## DESCRIPTION OF THE TASK
Search the listing below for "world". Copy each matching line.

## DATA PROVIDED
____________

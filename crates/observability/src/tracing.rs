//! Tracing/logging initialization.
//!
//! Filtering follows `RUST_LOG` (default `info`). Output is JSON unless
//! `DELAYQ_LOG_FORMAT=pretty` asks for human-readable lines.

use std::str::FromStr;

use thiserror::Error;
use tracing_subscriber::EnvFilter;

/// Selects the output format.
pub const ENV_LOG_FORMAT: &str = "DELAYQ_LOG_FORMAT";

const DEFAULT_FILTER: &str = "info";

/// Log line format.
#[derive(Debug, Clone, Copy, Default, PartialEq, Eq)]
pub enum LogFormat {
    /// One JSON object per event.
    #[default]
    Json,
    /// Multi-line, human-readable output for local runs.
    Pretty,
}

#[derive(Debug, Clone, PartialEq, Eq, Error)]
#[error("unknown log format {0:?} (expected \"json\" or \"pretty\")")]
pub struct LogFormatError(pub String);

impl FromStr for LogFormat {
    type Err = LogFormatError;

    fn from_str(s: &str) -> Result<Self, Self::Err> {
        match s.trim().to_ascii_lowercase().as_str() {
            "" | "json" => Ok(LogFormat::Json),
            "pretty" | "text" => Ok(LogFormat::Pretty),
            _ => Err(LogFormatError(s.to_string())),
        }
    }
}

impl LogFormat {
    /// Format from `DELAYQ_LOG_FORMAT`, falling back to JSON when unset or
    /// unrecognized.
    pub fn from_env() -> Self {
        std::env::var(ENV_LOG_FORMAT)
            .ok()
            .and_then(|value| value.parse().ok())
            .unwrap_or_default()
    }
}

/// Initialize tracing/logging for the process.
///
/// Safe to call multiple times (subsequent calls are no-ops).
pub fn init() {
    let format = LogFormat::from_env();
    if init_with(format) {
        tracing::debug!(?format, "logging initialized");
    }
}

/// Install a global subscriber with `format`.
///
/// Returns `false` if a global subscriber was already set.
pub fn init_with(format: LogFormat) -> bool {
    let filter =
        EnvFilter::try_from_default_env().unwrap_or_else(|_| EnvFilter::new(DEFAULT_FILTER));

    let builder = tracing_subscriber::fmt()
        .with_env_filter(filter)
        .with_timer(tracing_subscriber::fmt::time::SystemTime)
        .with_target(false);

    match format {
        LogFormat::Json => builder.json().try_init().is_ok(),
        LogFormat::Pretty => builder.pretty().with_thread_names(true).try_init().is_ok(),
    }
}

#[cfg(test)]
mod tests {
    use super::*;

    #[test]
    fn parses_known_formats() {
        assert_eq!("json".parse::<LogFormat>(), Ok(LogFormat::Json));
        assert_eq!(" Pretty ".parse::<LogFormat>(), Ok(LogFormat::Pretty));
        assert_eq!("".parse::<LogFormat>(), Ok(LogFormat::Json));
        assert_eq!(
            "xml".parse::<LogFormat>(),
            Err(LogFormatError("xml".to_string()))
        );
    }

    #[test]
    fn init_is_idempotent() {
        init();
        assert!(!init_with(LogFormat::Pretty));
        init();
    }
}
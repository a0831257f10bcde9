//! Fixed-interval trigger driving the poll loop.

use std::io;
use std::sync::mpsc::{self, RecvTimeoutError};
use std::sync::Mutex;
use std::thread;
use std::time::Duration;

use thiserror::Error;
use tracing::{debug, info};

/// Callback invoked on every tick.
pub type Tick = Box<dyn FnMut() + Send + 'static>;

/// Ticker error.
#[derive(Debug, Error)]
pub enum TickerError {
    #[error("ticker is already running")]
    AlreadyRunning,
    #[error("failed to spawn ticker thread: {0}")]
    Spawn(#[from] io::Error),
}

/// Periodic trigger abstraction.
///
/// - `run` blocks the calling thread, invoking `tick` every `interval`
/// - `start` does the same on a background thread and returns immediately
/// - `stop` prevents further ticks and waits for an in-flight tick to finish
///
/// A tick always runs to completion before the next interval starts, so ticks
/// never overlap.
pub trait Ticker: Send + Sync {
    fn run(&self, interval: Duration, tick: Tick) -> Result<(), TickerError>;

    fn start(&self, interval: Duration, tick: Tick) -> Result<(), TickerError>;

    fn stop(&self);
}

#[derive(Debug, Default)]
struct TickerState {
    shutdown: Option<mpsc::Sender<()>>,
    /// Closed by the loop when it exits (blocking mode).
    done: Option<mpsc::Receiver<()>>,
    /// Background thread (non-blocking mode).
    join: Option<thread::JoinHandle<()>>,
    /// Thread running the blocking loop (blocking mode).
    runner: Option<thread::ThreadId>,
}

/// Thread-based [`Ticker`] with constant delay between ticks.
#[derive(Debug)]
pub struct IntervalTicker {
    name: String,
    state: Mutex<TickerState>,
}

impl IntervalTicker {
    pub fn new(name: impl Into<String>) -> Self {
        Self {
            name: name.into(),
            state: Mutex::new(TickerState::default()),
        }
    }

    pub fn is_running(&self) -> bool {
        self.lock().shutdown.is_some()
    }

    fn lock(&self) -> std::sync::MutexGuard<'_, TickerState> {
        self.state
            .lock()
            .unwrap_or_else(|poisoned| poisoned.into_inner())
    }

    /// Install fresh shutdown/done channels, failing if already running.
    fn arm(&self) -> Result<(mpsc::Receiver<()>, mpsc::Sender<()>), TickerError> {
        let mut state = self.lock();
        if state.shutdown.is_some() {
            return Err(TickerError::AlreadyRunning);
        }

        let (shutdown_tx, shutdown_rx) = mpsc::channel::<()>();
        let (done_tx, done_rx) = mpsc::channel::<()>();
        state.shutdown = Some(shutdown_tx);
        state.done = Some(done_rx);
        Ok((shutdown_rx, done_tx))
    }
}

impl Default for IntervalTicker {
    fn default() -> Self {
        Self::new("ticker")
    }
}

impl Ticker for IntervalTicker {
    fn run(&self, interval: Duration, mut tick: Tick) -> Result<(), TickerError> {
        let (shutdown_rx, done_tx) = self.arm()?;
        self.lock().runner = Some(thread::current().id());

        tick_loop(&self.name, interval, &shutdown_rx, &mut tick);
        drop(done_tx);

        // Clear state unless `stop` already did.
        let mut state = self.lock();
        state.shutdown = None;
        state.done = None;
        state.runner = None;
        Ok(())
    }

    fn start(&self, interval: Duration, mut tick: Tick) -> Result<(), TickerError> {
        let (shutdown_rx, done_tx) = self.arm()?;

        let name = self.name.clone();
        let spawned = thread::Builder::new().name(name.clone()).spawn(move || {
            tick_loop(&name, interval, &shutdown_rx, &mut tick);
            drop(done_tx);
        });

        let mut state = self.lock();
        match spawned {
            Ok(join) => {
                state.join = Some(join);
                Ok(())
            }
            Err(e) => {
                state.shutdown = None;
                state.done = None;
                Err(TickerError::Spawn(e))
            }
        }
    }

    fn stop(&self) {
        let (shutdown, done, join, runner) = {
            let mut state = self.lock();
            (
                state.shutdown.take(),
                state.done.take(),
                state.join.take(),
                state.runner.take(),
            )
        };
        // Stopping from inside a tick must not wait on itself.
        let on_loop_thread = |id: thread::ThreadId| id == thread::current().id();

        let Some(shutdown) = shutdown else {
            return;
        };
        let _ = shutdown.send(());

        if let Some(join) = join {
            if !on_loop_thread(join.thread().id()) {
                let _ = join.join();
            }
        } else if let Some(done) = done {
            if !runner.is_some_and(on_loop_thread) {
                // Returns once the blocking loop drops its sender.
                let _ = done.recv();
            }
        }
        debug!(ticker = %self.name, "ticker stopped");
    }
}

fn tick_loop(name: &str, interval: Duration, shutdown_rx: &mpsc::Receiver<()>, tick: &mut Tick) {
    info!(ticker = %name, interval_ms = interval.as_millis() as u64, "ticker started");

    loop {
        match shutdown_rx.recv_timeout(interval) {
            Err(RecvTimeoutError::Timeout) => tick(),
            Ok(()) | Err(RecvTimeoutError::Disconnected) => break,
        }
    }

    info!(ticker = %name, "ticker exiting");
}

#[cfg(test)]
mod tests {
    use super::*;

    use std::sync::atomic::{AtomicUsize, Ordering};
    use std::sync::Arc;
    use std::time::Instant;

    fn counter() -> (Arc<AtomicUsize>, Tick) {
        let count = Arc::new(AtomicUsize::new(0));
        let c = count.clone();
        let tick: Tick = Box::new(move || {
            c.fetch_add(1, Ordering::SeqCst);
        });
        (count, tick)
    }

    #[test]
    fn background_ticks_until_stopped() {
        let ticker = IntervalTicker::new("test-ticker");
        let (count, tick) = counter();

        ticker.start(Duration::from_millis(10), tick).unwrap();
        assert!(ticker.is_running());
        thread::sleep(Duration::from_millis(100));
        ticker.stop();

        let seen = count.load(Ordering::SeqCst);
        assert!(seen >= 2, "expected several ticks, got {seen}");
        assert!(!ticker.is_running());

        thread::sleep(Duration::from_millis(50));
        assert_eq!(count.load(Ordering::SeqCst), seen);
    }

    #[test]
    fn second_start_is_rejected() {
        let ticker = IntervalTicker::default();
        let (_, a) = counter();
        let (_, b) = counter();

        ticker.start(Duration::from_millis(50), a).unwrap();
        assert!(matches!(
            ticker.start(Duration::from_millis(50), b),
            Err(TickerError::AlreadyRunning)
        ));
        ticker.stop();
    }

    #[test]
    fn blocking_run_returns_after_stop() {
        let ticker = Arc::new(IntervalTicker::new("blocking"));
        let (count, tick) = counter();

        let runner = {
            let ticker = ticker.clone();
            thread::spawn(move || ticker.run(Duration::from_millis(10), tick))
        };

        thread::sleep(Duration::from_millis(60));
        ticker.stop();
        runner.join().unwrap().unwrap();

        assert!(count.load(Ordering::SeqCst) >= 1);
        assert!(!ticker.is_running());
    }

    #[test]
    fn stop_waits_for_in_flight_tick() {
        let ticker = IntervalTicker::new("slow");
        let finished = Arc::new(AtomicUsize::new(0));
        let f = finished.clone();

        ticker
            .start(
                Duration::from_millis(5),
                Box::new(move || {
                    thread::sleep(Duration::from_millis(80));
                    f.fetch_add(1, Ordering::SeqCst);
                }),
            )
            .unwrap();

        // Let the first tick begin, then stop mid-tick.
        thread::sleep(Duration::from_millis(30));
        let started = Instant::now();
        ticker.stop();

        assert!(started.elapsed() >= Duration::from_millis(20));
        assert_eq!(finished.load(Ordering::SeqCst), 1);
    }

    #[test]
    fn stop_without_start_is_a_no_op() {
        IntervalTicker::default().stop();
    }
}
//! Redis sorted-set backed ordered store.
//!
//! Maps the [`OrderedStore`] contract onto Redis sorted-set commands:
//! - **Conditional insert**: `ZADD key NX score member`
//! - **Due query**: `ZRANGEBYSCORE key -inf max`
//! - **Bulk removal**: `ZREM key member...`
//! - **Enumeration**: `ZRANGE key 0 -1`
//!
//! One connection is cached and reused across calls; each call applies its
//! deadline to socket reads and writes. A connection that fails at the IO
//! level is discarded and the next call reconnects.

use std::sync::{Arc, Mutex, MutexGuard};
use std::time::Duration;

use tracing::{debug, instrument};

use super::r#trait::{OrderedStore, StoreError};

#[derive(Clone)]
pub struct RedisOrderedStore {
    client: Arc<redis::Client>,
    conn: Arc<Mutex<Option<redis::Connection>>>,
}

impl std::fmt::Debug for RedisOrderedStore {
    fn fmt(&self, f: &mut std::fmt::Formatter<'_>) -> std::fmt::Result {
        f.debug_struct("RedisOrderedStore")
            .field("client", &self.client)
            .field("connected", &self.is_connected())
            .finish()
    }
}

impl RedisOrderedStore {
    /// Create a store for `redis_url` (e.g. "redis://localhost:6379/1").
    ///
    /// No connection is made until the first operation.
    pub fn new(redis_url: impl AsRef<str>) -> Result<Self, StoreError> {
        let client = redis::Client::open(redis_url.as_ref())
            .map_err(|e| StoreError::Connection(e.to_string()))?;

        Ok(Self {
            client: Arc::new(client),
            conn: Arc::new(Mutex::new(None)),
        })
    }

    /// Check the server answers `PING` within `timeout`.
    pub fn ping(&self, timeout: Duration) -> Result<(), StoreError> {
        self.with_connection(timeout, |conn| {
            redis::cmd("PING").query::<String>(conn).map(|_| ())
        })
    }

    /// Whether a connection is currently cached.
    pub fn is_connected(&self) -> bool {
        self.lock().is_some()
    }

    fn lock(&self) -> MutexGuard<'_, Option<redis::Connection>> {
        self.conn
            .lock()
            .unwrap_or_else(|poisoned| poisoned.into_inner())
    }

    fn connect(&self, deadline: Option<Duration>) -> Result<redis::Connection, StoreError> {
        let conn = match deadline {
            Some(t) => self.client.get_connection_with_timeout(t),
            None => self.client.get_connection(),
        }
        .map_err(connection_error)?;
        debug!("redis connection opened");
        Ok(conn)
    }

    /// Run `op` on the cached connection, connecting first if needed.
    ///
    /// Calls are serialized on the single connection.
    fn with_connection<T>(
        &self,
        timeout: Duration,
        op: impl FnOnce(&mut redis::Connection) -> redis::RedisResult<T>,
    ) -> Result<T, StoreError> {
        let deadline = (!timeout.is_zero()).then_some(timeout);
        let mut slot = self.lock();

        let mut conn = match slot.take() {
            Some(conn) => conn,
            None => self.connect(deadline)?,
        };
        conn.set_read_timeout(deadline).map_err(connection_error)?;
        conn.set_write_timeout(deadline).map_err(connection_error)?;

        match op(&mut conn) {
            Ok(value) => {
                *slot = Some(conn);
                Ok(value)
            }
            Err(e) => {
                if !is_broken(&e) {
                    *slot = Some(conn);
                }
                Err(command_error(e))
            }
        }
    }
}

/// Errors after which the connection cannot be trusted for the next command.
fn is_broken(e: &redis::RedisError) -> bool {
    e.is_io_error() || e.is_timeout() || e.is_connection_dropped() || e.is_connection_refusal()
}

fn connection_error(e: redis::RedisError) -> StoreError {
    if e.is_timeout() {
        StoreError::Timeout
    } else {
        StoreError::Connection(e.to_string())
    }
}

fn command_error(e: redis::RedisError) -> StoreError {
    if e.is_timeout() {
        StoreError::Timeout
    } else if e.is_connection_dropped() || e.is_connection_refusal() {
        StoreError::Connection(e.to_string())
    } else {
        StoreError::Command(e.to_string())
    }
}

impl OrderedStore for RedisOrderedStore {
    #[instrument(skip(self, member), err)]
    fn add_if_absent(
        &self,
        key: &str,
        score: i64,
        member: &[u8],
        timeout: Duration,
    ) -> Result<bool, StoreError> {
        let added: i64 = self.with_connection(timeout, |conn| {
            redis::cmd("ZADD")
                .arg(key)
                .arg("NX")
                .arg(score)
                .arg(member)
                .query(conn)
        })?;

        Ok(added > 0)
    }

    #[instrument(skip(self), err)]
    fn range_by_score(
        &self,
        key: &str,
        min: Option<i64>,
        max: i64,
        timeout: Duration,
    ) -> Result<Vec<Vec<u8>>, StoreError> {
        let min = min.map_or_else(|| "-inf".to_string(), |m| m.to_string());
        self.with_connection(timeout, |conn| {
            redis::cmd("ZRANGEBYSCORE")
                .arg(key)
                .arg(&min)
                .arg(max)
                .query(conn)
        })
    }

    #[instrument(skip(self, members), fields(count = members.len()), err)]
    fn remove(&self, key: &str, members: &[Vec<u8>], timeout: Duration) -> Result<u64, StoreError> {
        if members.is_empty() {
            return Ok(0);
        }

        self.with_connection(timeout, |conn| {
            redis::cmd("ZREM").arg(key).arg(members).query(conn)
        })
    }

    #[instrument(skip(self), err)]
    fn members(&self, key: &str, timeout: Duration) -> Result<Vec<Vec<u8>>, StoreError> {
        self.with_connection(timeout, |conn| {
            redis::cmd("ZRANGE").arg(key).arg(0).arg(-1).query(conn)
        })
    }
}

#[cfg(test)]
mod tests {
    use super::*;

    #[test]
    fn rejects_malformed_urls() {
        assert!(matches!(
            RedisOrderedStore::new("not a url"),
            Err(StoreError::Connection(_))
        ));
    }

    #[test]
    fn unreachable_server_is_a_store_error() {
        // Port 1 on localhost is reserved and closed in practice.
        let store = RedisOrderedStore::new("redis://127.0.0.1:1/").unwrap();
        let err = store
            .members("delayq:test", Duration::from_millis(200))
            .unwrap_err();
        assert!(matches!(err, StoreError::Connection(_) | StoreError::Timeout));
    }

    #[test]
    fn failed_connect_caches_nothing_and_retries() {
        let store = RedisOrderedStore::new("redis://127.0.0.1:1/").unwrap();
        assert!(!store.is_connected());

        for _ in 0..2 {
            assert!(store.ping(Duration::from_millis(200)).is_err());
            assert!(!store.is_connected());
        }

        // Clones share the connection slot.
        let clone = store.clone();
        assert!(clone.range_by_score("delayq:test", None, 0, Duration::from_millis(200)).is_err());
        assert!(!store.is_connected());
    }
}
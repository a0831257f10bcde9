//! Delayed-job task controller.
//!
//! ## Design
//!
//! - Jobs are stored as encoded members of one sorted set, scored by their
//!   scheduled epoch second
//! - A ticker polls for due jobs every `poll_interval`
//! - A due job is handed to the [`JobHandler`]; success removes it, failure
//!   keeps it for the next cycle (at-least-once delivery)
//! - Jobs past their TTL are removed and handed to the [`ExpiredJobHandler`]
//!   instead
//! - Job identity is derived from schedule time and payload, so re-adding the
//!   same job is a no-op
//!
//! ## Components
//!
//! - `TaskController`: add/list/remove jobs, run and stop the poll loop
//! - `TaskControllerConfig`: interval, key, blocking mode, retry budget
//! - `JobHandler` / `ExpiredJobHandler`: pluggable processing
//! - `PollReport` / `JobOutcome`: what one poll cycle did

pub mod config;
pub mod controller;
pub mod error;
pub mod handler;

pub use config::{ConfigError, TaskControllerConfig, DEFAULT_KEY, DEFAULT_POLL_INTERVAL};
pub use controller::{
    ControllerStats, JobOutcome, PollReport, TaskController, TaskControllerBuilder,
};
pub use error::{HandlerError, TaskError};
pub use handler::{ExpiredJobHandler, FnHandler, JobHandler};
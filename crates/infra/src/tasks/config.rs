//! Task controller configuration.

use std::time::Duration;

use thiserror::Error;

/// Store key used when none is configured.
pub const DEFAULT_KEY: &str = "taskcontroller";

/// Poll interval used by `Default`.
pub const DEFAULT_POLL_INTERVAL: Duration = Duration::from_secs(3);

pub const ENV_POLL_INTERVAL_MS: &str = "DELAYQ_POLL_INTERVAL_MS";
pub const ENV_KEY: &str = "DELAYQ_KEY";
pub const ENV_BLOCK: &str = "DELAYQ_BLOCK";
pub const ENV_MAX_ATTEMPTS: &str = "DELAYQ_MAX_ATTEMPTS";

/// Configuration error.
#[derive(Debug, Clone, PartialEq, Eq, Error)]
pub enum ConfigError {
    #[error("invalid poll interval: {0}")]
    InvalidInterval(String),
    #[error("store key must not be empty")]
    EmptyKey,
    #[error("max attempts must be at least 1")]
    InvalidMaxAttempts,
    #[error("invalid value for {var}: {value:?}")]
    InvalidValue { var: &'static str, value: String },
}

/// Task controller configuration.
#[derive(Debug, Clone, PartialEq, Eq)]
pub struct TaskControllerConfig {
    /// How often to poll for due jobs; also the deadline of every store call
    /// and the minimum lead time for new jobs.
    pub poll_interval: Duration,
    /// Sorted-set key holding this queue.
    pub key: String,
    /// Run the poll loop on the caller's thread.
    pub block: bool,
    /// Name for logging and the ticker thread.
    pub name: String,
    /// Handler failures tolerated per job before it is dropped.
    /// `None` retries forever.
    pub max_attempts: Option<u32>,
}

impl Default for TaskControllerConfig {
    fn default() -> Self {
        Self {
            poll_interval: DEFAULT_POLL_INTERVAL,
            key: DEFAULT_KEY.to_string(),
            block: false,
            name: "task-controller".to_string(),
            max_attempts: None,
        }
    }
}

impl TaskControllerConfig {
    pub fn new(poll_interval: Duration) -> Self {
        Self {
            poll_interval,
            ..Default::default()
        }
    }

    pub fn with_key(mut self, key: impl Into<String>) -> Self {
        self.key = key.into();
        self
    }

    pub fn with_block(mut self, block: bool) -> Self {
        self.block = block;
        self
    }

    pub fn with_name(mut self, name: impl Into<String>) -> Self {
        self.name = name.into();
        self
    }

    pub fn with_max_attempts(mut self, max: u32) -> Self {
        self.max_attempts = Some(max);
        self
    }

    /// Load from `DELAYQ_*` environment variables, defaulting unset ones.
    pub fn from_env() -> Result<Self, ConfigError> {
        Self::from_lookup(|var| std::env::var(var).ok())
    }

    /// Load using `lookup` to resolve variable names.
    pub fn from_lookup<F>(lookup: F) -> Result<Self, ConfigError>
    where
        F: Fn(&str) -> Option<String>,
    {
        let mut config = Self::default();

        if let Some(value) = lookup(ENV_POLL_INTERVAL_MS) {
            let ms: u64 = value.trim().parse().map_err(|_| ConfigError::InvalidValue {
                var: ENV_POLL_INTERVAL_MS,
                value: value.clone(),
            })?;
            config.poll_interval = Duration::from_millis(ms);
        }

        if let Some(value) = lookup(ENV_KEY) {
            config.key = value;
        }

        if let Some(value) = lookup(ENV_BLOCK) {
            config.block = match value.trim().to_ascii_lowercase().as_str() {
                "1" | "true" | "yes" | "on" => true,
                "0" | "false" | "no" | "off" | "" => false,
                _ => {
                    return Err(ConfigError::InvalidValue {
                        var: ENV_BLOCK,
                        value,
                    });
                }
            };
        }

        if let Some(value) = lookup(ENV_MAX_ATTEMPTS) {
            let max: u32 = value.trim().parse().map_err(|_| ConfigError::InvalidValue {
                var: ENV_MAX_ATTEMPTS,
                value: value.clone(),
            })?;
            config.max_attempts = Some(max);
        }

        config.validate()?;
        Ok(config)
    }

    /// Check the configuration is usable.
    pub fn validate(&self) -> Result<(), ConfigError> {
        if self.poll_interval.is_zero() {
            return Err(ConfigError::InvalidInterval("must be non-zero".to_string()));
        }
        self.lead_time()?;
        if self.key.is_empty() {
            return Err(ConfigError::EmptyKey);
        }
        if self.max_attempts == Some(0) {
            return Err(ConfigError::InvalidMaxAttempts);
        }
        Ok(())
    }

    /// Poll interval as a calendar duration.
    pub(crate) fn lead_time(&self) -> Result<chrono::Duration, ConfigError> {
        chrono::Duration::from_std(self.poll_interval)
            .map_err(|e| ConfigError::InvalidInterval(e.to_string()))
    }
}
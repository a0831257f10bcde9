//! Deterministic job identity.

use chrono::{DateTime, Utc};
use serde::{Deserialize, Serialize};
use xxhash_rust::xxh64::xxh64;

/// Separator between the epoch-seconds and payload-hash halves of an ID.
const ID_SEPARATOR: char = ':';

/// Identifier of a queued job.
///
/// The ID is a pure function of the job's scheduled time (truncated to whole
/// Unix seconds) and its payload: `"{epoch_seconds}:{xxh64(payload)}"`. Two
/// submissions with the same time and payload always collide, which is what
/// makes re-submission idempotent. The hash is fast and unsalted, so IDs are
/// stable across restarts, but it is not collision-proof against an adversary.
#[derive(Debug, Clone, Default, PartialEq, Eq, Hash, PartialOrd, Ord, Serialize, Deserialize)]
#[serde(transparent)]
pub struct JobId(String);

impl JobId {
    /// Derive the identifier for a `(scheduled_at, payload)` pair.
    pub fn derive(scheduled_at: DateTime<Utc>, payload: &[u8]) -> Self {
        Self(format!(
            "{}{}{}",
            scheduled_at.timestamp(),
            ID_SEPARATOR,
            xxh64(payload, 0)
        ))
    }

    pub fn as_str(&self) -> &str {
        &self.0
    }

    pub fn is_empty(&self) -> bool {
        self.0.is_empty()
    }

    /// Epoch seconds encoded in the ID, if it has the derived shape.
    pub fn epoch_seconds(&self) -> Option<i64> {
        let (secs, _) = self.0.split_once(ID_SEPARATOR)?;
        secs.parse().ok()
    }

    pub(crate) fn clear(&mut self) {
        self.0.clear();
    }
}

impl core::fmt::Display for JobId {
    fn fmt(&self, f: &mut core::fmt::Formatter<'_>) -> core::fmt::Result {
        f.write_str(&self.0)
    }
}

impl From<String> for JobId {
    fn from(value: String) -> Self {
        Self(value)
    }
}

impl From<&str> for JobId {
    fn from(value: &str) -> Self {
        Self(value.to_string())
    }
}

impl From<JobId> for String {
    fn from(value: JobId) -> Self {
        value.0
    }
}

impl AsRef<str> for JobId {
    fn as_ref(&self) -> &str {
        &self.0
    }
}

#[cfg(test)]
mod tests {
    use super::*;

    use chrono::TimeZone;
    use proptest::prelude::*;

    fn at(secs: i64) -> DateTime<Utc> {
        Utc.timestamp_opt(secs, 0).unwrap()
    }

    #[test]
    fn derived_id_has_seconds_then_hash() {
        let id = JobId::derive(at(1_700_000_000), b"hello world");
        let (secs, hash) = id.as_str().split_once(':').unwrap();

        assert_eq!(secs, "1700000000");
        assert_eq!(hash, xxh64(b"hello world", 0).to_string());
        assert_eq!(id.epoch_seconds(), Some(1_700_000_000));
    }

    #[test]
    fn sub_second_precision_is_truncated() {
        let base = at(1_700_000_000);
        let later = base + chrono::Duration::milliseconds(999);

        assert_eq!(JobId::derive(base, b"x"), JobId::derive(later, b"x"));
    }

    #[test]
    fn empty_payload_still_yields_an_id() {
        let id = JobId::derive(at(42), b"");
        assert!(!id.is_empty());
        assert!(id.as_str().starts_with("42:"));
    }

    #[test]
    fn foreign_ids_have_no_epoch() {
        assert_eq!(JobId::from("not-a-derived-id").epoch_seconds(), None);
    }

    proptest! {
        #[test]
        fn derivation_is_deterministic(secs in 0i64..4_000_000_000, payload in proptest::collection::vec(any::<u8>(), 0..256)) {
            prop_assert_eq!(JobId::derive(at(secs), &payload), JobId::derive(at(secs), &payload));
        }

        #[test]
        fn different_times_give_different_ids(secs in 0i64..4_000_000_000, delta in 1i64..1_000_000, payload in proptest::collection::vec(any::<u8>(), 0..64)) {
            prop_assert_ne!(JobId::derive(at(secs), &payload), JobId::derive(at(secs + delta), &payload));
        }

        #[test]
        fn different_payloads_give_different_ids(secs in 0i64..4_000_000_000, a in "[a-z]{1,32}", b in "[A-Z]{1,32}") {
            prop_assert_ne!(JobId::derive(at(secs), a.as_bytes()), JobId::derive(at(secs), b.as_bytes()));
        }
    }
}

____________

## RESULT OF THE TASK
        let id = JobId::derive(at(1_700_000_000), b"hello world");
        assert_eq!(hash, xxh64(b"hello world", 0).to_string());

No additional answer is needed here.